He paused and Helga glanced at him through the corner of her eye. Hamish's voice had been steadily growing in urgency with each word—the pace accelerating, the pitch rising, the volume increasing. That was until he'd stopped talking to stare into the rafters where the books towered above them. As if feeling her gaze, his eyes dropped to peer at her, and she looked away.
"Yours is to create Earth's materiality. Reality is based on what transpires in your last completed book. In the most basic definition, what you write, happens. Sure, the crones are involved with defining minute details, but it's your book! Your storyline! Your responsibility! Over the eons, I've learned to be patient and let the plot come to fruition at its own pace because I trust you.
"But I can't do it anymore, Helga! 2020 seems to have gone to shit and we are only half way through it!"
Helga jerked around. "Hamish!"
"Don't you Hamish me!" He scowled and took another step closer. His voice lowered. "You know why I'm here, Helga. Don't you?"
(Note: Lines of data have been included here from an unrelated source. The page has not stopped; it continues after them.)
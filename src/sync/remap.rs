//! Import key remapping.
//!
//! Imported records get fresh local keys; the tokens a document used for
//! them are only meaningful inside that document. [`IdMap`] records token
//! to key per kind as records are inserted, and [`remap_refs`] rewrites a
//! document's references through it.

use std::collections::HashMap;

use serde_json::{Map, Value};

use crate::model::{map_refs, EntityKind, Key};

/// Document token → fresh key, per entity kind.
#[derive(Debug, Default)]
pub struct IdMap {
    maps: HashMap<EntityKind, HashMap<String, Key>>,
}

impl IdMap {
    #[must_use]
    pub fn new() -> Self {
        Self::default()
    }

    pub fn insert(&mut self, kind: EntityKind, token: impl Into<String>, key: Key) {
        self.maps.entry(kind).or_default().insert(token.into(), key);
    }

    #[must_use]
    pub fn resolve(&self, kind: EntityKind, token: &str) -> Option<&Key> {
        self.maps.get(&kind).and_then(|m| m.get(token))
    }

    #[must_use]
    pub fn count(&self, kind: EntityKind) -> usize {
        self.maps.get(&kind).map_or(0, HashMap::len)
    }
}

/// Rewrite the reference tokens in `doc` to the keys in `map`.
///
/// A token with no entry is dropped: an optional reference becomes null, an
/// element of a list reference is removed. Returns how many were dropped.
pub fn remap_refs(kind: EntityKind, doc: &mut Map<String, Value>, map: &IdMap) -> usize {
    let mut dropped = 0;
    map_refs(kind, doc, |field, value| {
        let resolved = value
            .as_str()
            .and_then(|token| map.resolve(field.target, token))
            .map(Key::to_json);
        if resolved.is_none() {
            dropped += 1;
        }
        resolved
    });
    dropped
}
Helga hunkered lower. Yes, she knew why he’d come. To be honest, she was surprised the crones had waited so long to confront her. At least they’d sent him and not come themselves. She wondered where in the book's timeline Earth was. They’d reached the virus, she was sure, but how far into the pandemic were they?
“It’s not like this is the first time your writing has been on the dramatic side,” Hamish said, “so I wasn’t worried when all this—” He stopped, then shook his head. “Stuff started happening. When the crones voiced their concern in March, I told them not to worry because everything always makes sense in the end. In May, I did the same. Then in June I tried to rationalize the world-wide virus. But . . . But what do I tell them now, Helga?”
Helga cringed.
“How do I respond to the world burning down while we watch?” he finally wailed. "Can you explain your reasoning, so I have something to tell those old biddies?”
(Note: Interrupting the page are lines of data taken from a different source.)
//! Command implementations.

pub mod access;
pub mod completions;
pub mod export;
pub mod import;
pub mod open;
pub mod status;
pub mod sync;
pub mod trip;
pub mod version;

use std::path::{Path, PathBuf};

use tracing::debug;

use crate::config::{load_config, resolve_db_path, Overrides, Settings};
use crate::connectivity::HttpProbe;
use crate::error::{Error, Result};
use crate::model::Key;
use crate::remote::HttpRemoteStore;
use crate::storage::SqliteStorage;
use crate::sync::SyncEngine;

/// The engine every command runs against.
pub type Engine = SyncEngine<HttpRemoteStore, HttpProbe>;

/// Resolved settings shared by all commands.
#[derive(Debug, Clone)]
pub struct Context {
    pub settings: Settings,
    pub db_path: PathBuf,
    pub actor: String,
}

impl Context {
    /// Load the config file and layer env and flags over it.
    ///
    /// # Errors
    ///
    /// Returns `Config` if the config file is unreadable or no database
    /// location can be determined.
    pub fn load(db: Option<&Path>, actor: String, overrides: &Overrides) -> Result<Self> {
        let settings = Settings::resolve(load_config()?, overrides);
        let db_path = resolve_db_path(db)
            .ok_or_else(|| Error::Config("Could not determine home directory".into()))?;
        Ok(Self {
            settings,
            db_path,
            actor,
        })
    }

    /// Open the local cache, creating it if needed.
    ///
    /// # Errors
    ///
    /// Returns an error if the database directory or file cannot be created.
    pub fn open_storage(&self) -> Result<SqliteStorage> {
        if let Some(parent) = self.db_path.parent() {
            if !parent.as_os_str().is_empty() {
                std::fs::create_dir_all(parent)?;
            }
        }
        SqliteStorage::open(&self.db_path)
    }

    /// Build the sync engine.
    ///
    /// Without a remote URL, or in offline mode, the probe never reports the
    /// remote as reachable and every operation stays on the cache.
    ///
    /// # Errors
    ///
    /// Returns an error if the local cache cannot be opened.
    pub fn engine(&self) -> Result<Engine> {
        let storage = self.open_storage()?;
        let settings = &self.settings;

        let mut remote = HttpRemoteStore::new(
            settings.remote_url.clone().unwrap_or_default(),
            settings.api_key.clone().unwrap_or_default(),
        );
        if let Some(token) = &settings.access_token {
            remote = remote.with_access_token(token.clone());
        }

        let probe = match (&settings.probe_url, settings.offline) {
            (Some(url), false) if settings.remote_url.is_some() => HttpProbe::new(url.clone()),
            _ => {
                debug!("no reachable remote configured, running offline");
                HttpProbe::offline()
            }
        };

        Ok(SyncEngine::new(remote, probe, storage).with_actor(self.actor.clone()))
    }
}

/// Create the async runtime commands block on.
pub(crate) fn runtime() -> Result<tokio::runtime::Runtime> {
    tokio::runtime::Runtime::new()
        .map_err(|e| Error::Other(format!("Failed to create async runtime: {e}")))
}

/// Parse a record key argument.
pub(crate) fn parse_key(value: &str) -> Result<Key> {
    value
        .parse()
        .map_err(|e| Error::InvalidArgument(format!("invalid key '{value}': {e}")))
}

/// Print a value as one line of JSON.
pub(crate) fn print_json<T: serde::Serialize>(value: &T) -> Result<()> {
    println!("{}", serde_json::to_string(value)?);
    Ok(())
}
No, she could not. She'd not written any of 2020. It had been the pen. It had stepped in when she’d been unable to come up with anything herself—twitching in her palm until she’d released her grasp. Its long eloquent script had entranced her, and she’d been unable to look away as it wrote word after word on the yellow parchment.
"I'm going to pull them out of it, I promise." She looked down to where the pen was writing and gripped it tightly, stopping the pen from continuing its swirling scroll. With a scowl, she considered how she was going to finish the sentence it had been working on. How do you end a paragraph about flash floods in a positive way? Obviously, she'd have to dry everything out. Maybe handle the hornets and locusts while she was at it. Although, she thought, I don't particularly like bugs. Maybe the flood could kill them all. The hornets, locusts, flies, bees—all stinging and annoying things.
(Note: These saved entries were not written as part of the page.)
//! Content hashing for export documents.
//!
//! The value is serialized to JSON and hashed with SHA-256. Object keys
//! serialize in sorted order, so a document that is parsed and serialized
//! again hashes to the same value.

use serde::Serialize;
use sha2::{Digest, Sha256};

/// Compute a SHA-256 hex digest of a serializable value.
///
/// # Errors
///
/// Returns an error if the value cannot be serialized to JSON.
pub fn content_hash<T: Serialize>(value: &T) -> serde_json::Result<String> {
    let json = serde_json::to_string(value)?;
    let mut hasher = Sha256::new();
    hasher.update(json.as_bytes());
    Ok(format!("{:x}", hasher.finalize()))
}

#[cfg(test)]
mod tests {
    use super::*;
    use serde_json::json;

    #[test]
    fn test_content_hash_deterministic() {
        let value = json!({"b": 1, "a": [1, 2]});
        let hash1 = content_hash(&value).unwrap();
        let hash2 = content_hash(&value).unwrap();
        assert_eq!(hash1, hash2);
        assert_eq!(hash1.len(), 64);
    }

    #[test]
    fn test_content_hash_changes_with_content() {
        let one = content_hash(&json!({"amount": 42})).unwrap();
        let other = content_hash(&json!({"amount": 43})).unwrap();
        assert_ne!(one, other);
    }

    #[test]
    fn test_reparsed_document_hashes_the_same() {
        let original = json!({"title": "Rome", "amount": 12.5, "tags": ["x"]});
        let reparsed: serde_json::Value =
            serde_json::from_str(&serde_json::to_string_pretty(&original).unwrap()).unwrap();
        assert_eq!(content_hash(&original).unwrap(), content_hash(&reparsed).unwrap());
    }
}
“Can you tell me how you are fixing this? You know, I hate to say it, but I’m losing my faith. I only see a bad future ahead of us . . . Helga!"
His sharp tone brought her head up. "I'm sorry. What did you say?"
His arms dropped to his side as his shoulders drooped. He stepped closer and appeared to study her closely. "My dear, what is going on with you? You are not yourself lately. The last few decades you've seemed . . . off."
She looked into his eyes and saw real concern. She was glad it was him bringing this issue to her attention and not one of the crones. They'd all been jealous when she'd ascended to head oracle, and they hadn’t hid their resentment well over the eons. Not that she was unsympathetic to their feelings. While she’d been given the ability to create a world, they'd been stuck with trivialities like making sure the insects she designed had six legs and spiders had eight. Little did they know how much effort her job took.
Her eyes filled with tears and she brushed them away. "The future just doesn’t want to come out anymore. I can feel it hiding behind tedious thoughts and banal dreams in the back of my head. I try, and I try, but lately, writing is like plucking glass from a wound. It stings and bleeds, and there's no reward for removing the shards because there's always another one hiding from view, stopping the injury from healing, hurting me. Writing seems to have no purpose other than to make me miserable. I can't jot the thoughts down before another one pops up, interrupting the flow. They get all jumbled together and just don't want to make sense. They aren't any good."
“So, you have writer's block? Is that all?”
Helga leaned back and dropped her arms on the armrests. "Is that all?" she whispered. Her hands clenched the rich red fabric while she decided how to respond. No one understood how writing hurt. How much of her blood it took to keep the world alive. She was tired of working so hard. "Writing is not as easy as it looks, Hamish."
Hamish waved his hand in her direction. "Come on, Helga. You broke apart Pangea to create the continents. You got bored with that experiment and created, then killed off, the dinosaurs. You replaced them with humans, and then came up with the platypus. The platypus! Next came cars and then airplanes. Why is this any different? If you want excitement, come up with something new."
"Just write something new," she muttered. "I've been trying."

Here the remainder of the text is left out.